Transwell小室实验结果（图5）表明，正常培养的RKO细胞具备迁移能力；当过表达STAT6-ORF后，细胞迁移能力提高，尤其是转染后48h时差异显著（F＝573.568，P＜0.01）；而转染STAT6-RNAi后，细胞迁移能力显著下降（F＝103.274，P＜0.01）。

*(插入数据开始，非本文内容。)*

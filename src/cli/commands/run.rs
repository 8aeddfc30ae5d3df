//! Run command implementation.
//!
//! The `kettle run` command runs the selected steps of the project found at
//! or above the working directory.

use std::path::{Path, PathBuf};

use tracing::debug;

use crate::cli::args::RunArgs;
use crate::error::{KettleError, Result};
use crate::project::Project;
use crate::runner::{self, ShellEngine};
use crate::ui::{OutputMode, UserInterface};

use super::dispatcher::{locate_project, Command, CommandResult, EXIT_NO_PROJECT};

/// The run command implementation.
pub struct RunCommand {
    project_root: PathBuf,
    args: RunArgs,
}

impl RunCommand {
    /// Create a new run command.
    pub fn new(project_root: &Path, args: RunArgs) -> Self {
        Self {
            project_root: project_root.to_path_buf(),
            args,
        }
    }

    /// Get the project search start path.
    pub fn project_root(&self) -> &Path {
        &self.project_root
    }

    /// Get the command arguments.
    pub fn args(&self) -> &RunArgs {
        &self.args
    }
}

impl Command for RunCommand {
    fn execute(&self, ui: &mut dyn UserInterface) -> Result<CommandResult> {
        let Some(root) = locate_project(&self.project_root, ui) else {
            return Ok(CommandResult::failure(EXIT_NO_PROJECT));
        };

        let mut project = Project::open(&root)?;
        if ui.output_mode() == OutputMode::Normal {
            ui.set_output_mode(project.definition.settings.output.into());
        }
        debug!(project = %project.name(), root = %root.display(), "running project");

        let mut engine = ShellEngine::new();
        let request = self.args.to_request();

        match runner::run(&mut project, &mut engine, &request, ui) {
            Ok(outcome) => {
                debug!(mode = outcome.mode.as_str(), steps = ?outcome.steps_run, "run finished");
            }
            Err(KettleError::MissingSteps { .. }) => {
                return Ok(CommandResult::failure(1));
            }
            Err(e @ KettleError::SourcingFailed) => {
                let failure = e.to_failure();
                ui.error(&format!("[{}]: {}", failure.kind, failure.message));
                return Ok(CommandResult::failure(1));
            }
            Err(e) => return Err(e),
        }

        let failed = project.failed_steps();
        if !failed.is_empty() {
            ui.error(&format!("Failed: {}", failed.join(", ")));
            return Ok(CommandResult::failure(1));
        }

        Ok(CommandResult::success())
    }
}

#[cfg(test)]
mod tests {
    use super::*;
    use crate::ui::MockUI;
    use std::fs;
    use tempfile::TempDir;

    fn setup(steps: &str) -> TempDir {
        let temp = TempDir::new().unwrap();
        fs::write(
            temp.path().join("kettle.yml"),
            format!("name: weather\nsteps:\n{}", steps),
        )
        .unwrap();
        temp
    }

    #[test]
    fn run_command_creation() {
        let temp = TempDir::new().unwrap();
        let cmd = RunCommand::new(temp.path(), RunArgs::default());
        assert_eq!(cmd.project_root(), temp.path());
        assert_eq!(cmd.args().limit, -1);
    }

    #[test]
    fn run_without_project_exits_two() {
        let temp = TempDir::new().unwrap();
        let mut ui = MockUI::new();

        let result = RunCommand::new(temp.path(), RunArgs::default())
            .execute(&mut ui)
            .unwrap();

        assert_eq!(result.exit_code, 2);
        assert!(ui.has_error("No kettle.yml found"));
    }

    #[cfg(unix)]
    #[test]
    fn run_executes_all_dirty_steps() {
        let temp = setup(
            "  - name: a\n    command: echo a > a.out\n  - name: b\n    command: echo b > b.out\n",
        );
        let mut ui = MockUI::new();

        let result = RunCommand::new(temp.path(), RunArgs::default())
            .execute(&mut ui)
            .unwrap();

        assert!(result.success);
        assert!(temp.path().join("a.out").exists());
        assert!(temp.path().join("b.out").exists());
        assert!(temp.path().join(".kettle").join("state.yml").exists());
    }

    #[cfg(unix)]
    #[test]
    fn run_unknown_step_aborts_with_one() {
        let temp = setup("  - name: a\n    command: echo a > a.out\n");
        let mut ui = MockUI::new();
        let args = RunArgs {
            steps: vec!["nope".to_string()],
            ..Default::default()
        };

        let result = RunCommand::new(temp.path(), args).execute(&mut ui).unwrap();

        assert_eq!(result.exit_code, 1);
        assert!(ui.has_error("\"nope\""));
        assert!(!temp.path().join("a.out").exists());
    }

    #[cfg(unix)]
    #[test]
    fn run_failed_step_exits_one() {
        let temp = setup("  - name: a\n    command: exit 3\n");
        let mut ui = MockUI::new();

        let result = RunCommand::new(temp.path(), RunArgs::default())
            .execute(&mut ui)
            .unwrap();

        assert_eq!(result.exit_code, 1);
        assert!(ui.has_error("Failed: a"));
    }

    #[cfg(unix)]
    #[test]
    fn run_failed_sourcing_reports_aborted() {
        let temp = TempDir::new().unwrap();
        fs::write(
            temp.path().join("kettle.yml"),
            "name: weather\ndependencies:\n  - path: libs\n    command: exit 1\nsteps:\n  - name: a\n    command: echo a > a.out\n",
        )
        .unwrap();
        fs::create_dir_all(temp.path().join("libs")).unwrap();
        fs::write(temp.path().join("libs").join("util.sh"), "x=1").unwrap();
        let mut ui = MockUI::new();

        let result = RunCommand::new(temp.path(), RunArgs::default())
            .execute(&mut ui)
            .unwrap();

        assert_eq!(result.exit_code, 1);
        assert!(ui.has_error("[ABORTED]"));
        assert!(!temp.path().join("a.out").exists());
    }

    #[test]
    fn project_output_setting_applies_in_normal_mode() {
        let temp = setup("  - name: a\n    command: \"true\"\n");
        fs::write(
            temp.path().join("kettle.local.yml"),
            "settings:\n  output: quiet\n",
        )
        .unwrap();
        let mut ui = MockUI::new();

        RunCommand::new(temp.path(), RunArgs::default())
            .execute(&mut ui)
            .unwrap();

        assert_eq!(ui.output_mode(), OutputMode::Quiet);
    }
}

Jak-STAT信号通路是细胞内除Ras-MAPK之外另一条重要的肿瘤相关信号通路[5]，迄今为止已发现关键分子STAT家族中的7个成员，包括STAT1、2、3、4、5a、5b和6[6]。转录因子STAT6可被IL-4和IL-13所激活，IL-4/IL-13介导重叠的生物功能，其膜受体有2种，一种是IL-4Rα，另一种是IL-13Rα1，后者为低亲和结合受体[7-9]。在免疫细胞中，STAT6是IL-4介导辅助性T细胞2（helperTcell2，Th2）分化所必需的上游转录因子。IL-4可激活STAT6的表达，STAT6在细胞质中通过磷酸化激活后转位至细胞核，结合特异启动子元件DNA位点（5’-TTCN4GAA-3’），继而启动下游基因的表达[10-12]。STAT6启动的下游基因包括细胞膜表达分子CD23、MHCclassⅡ和IL-4Rα等[3,13]。同时，激活的STAT6还可下调炎性反应因子IL-12和TNF-α等的表达。有研究发现，STAT6基因敲除的Th2细胞与IL-4Rα缺失的Th2细胞具有相似的表型，即缺乏分化的Th2细胞[14,15]。在肿瘤细胞中，激活的STAT6具有抗肿瘤作用，如原发性或转移性乳腺癌荷瘤小鼠缺失STAT6可导致肿瘤细胞逃离免疫监督[14,15]。然而，进一步的研究发现STAT6在多种肿瘤细胞中表达异常，包括前列腺瘤[16]、T细胞淋巴瘤[17]、霍奇金淋巴瘤[18]、结直肠癌[19]和原发性纵隔腔大B细胞淋巴瘤[20]。Li等[21]发现人结肠癌细胞株HT-29可自发性表达Th2细胞因子基因（例如：IL-4、IL-13、GATA-3、CDK4、CD44v6和S100A4），促进肿瘤细胞的分裂和转移，并拮抗肿瘤细胞的凋亡；而在人结肠腺癌细胞株Caco-2中，IL-4/STAT6信号通路失活，即IL-4不能激活STAT6，肿瘤细胞倾向于自发性表达Th1和Th17细胞因子基因（例如：IFNγ、TNFα、IL-12A、IL-17、IL-23、T-bet、CDKN1A、CDKNIB、CDKN2A和NM23-H1），可影响细胞周期，抑制肿瘤细胞迁移，并诱导肿瘤细胞凋亡[21,22]。上述研究结果表明，IL-4/STAT6信号通路基因激活与否与肿瘤的发生、发展和转移密切相关。本研究构建了带有GFP标志的STAT6-ORF/STAT6-RNAi表达载体，并将其包装成慢病毒颗粒，感染人结肠癌RKO细胞株，结果表明成功构建及包装了STAT6-ORF和STAT6-RNAi的慢病毒表达载体，通过病毒颗粒感染RKO细胞并获得了稳定表达的细胞株。本研究发现，STAT6-ORF转染的RKO细胞的增殖速度加快并不明显（P＝0.609），但细胞迁移能力却明显增强（P＜0.01）；STAT6-RNAi转染的RKO细胞活性显著降低（P＜0.001），迁移能力也显著减弱（P＜0.01）。总之，本研究通过STAT6基因过表达及抑制表达实验，发现STAT6可能是促进结肠癌细胞增殖和迁移的重要转录因子。在此基础上，本课题组将进一步探讨STAT6促进结肠癌细胞增殖和迁移的分子机制。